Stored items:
******

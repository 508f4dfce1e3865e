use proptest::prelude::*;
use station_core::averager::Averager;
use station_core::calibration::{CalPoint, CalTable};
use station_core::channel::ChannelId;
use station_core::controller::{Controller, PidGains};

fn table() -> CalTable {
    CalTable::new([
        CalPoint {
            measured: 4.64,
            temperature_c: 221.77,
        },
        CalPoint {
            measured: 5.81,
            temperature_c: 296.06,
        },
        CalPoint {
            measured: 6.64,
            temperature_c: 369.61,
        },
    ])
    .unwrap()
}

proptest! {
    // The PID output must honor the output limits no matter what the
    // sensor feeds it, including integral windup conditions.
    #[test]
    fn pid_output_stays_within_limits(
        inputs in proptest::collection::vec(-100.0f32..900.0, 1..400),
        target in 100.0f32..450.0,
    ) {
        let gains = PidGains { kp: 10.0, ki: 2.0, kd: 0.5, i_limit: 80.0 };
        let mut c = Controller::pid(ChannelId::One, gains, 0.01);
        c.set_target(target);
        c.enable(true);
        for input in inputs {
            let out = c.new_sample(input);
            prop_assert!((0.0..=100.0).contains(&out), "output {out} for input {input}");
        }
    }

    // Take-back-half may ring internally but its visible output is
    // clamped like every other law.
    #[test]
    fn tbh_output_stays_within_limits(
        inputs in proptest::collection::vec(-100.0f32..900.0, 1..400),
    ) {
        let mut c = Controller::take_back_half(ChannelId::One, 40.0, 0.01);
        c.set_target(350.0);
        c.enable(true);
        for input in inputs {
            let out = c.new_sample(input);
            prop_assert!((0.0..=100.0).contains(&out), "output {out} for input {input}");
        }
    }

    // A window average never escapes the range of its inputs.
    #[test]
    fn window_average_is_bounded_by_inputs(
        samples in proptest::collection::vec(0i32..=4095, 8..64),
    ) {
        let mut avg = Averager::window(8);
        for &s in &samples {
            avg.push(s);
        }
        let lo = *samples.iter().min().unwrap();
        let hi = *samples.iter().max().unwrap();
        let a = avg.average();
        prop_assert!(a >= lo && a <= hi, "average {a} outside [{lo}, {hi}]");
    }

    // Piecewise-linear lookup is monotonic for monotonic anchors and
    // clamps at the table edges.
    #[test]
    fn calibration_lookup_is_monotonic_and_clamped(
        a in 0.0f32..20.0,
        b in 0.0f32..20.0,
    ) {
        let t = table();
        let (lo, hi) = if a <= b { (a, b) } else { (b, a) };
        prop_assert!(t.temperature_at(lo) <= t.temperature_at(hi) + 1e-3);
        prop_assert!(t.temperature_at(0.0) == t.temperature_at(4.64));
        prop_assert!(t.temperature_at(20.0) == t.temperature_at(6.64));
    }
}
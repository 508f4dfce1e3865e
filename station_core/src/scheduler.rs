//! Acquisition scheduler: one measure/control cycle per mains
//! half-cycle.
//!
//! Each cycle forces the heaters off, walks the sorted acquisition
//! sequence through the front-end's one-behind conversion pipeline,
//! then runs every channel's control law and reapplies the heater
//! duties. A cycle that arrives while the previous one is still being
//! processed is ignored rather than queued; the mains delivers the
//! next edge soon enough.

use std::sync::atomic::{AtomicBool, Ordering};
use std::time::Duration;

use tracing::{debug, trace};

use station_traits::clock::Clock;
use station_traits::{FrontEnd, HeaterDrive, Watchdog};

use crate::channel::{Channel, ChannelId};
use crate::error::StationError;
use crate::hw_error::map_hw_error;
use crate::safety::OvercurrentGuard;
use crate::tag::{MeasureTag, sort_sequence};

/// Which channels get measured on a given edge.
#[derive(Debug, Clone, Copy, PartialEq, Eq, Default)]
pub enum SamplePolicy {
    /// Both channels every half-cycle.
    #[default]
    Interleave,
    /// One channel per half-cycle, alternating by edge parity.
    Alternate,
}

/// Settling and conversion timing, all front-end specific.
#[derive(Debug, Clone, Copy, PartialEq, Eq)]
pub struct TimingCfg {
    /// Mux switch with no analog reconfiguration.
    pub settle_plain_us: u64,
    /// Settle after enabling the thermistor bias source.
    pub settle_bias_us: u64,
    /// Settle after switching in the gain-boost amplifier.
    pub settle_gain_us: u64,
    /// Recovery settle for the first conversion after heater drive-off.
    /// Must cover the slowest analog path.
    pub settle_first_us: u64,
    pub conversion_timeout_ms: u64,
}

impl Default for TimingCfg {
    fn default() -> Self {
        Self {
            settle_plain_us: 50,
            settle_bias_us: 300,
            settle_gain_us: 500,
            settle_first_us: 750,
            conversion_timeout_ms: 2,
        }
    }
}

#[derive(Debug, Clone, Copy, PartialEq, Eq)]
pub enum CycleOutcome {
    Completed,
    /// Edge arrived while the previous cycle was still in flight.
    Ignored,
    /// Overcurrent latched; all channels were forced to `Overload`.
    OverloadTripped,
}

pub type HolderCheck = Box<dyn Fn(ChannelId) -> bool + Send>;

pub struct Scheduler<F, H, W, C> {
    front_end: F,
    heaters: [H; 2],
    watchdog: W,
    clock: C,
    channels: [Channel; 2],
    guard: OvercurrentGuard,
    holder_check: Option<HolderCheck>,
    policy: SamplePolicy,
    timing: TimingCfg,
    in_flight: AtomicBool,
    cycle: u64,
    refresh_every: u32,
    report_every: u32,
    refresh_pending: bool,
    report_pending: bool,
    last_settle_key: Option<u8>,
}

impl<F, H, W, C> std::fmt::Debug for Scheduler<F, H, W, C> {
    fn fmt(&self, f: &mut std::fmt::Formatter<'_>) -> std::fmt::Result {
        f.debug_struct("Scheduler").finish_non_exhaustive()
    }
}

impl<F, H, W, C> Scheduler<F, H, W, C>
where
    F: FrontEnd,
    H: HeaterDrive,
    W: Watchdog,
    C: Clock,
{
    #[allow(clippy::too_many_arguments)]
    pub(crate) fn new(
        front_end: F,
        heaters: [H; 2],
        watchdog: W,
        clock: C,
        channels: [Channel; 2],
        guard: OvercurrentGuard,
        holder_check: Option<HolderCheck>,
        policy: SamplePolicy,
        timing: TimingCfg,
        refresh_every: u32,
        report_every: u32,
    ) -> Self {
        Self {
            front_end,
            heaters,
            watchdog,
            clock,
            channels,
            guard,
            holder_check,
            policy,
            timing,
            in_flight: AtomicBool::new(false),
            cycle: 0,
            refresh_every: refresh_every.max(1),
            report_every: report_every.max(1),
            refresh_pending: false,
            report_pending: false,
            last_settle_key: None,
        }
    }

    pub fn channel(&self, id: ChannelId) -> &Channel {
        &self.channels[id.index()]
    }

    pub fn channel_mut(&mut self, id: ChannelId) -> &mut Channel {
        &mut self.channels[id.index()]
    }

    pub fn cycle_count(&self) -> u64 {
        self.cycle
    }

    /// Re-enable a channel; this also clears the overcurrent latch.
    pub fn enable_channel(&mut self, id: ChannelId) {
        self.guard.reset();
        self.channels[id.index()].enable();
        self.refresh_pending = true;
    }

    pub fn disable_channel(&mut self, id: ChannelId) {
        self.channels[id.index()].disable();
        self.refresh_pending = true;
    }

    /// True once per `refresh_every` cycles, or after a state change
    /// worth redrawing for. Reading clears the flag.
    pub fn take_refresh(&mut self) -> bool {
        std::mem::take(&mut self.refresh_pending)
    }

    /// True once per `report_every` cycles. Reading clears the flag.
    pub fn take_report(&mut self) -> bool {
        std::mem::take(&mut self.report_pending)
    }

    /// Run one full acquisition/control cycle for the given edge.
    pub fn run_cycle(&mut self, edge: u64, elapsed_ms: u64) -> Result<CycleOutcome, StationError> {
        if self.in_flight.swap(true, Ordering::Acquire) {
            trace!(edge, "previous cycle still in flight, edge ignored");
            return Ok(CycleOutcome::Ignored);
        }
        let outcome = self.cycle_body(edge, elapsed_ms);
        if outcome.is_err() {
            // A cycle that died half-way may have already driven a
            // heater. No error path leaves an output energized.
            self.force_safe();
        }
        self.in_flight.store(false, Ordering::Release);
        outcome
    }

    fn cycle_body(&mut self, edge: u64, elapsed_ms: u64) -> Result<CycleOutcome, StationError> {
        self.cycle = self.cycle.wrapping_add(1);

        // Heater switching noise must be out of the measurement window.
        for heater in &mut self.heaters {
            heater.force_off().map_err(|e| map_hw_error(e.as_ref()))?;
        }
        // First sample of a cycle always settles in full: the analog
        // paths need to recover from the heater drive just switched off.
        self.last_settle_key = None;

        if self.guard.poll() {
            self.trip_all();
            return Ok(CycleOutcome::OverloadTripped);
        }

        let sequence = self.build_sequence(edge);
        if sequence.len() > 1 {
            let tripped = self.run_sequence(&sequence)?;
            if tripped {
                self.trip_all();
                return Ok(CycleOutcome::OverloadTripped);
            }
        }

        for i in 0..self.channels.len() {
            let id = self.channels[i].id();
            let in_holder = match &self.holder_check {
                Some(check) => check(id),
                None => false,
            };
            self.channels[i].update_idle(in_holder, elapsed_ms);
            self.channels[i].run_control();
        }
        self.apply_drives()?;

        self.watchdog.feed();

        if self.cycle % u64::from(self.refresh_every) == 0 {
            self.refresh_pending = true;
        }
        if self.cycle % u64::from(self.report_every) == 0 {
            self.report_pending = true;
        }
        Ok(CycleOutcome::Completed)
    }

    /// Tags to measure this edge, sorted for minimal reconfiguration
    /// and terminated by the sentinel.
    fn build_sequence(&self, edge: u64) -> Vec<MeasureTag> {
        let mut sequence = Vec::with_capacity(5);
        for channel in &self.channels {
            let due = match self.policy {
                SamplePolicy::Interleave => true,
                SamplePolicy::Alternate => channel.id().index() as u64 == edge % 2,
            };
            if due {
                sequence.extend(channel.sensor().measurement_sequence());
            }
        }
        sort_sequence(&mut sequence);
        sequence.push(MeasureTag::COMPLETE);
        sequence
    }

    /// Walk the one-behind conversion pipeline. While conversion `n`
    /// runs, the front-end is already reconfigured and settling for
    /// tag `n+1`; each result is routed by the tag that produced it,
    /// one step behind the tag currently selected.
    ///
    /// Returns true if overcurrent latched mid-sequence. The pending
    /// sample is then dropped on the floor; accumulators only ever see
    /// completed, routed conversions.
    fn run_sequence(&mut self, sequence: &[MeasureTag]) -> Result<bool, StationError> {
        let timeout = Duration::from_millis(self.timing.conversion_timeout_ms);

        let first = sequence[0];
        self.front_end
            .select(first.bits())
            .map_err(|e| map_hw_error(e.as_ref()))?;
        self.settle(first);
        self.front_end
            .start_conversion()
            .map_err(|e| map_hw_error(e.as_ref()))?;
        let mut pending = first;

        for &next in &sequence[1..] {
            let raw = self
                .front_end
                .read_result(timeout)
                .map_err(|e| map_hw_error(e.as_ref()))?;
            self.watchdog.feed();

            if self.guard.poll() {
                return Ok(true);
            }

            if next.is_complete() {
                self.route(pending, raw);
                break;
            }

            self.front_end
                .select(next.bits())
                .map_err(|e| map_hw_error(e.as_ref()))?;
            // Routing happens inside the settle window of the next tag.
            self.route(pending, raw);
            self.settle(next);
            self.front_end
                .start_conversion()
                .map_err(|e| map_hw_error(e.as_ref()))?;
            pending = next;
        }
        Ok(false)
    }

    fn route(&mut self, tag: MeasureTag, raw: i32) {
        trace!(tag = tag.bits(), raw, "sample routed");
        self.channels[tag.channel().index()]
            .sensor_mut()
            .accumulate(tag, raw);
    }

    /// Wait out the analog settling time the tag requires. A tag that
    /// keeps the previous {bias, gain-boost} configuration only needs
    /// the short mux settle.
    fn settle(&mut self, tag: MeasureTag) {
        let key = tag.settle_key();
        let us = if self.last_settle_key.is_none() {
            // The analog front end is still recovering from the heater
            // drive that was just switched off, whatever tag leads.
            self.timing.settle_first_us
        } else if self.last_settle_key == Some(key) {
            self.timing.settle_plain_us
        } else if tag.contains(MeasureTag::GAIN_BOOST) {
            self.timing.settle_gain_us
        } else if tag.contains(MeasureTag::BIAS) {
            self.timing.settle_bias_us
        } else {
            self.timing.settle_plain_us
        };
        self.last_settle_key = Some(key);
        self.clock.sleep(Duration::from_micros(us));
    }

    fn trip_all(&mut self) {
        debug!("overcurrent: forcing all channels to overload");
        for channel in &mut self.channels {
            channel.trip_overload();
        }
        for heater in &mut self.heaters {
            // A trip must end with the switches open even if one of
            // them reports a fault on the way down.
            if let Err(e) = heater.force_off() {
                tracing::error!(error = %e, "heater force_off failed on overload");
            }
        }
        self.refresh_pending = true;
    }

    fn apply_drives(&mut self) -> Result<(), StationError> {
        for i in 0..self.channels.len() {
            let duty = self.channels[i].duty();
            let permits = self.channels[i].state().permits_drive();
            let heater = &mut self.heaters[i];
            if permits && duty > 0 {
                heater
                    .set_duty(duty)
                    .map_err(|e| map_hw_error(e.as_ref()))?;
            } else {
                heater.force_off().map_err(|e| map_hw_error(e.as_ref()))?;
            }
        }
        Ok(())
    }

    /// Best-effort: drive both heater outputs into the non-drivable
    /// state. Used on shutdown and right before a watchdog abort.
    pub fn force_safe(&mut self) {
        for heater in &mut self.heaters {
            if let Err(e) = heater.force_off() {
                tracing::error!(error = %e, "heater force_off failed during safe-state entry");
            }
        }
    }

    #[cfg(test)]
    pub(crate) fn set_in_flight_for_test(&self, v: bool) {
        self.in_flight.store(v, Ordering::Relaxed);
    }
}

******

• [Directions] Each line of the data that holds the word "flag" should be copied.

• [Your solution]
    /// worth redrawing for. Reading clears the flag.
    /// True once per `report_every` cycles. Reading clears the flag.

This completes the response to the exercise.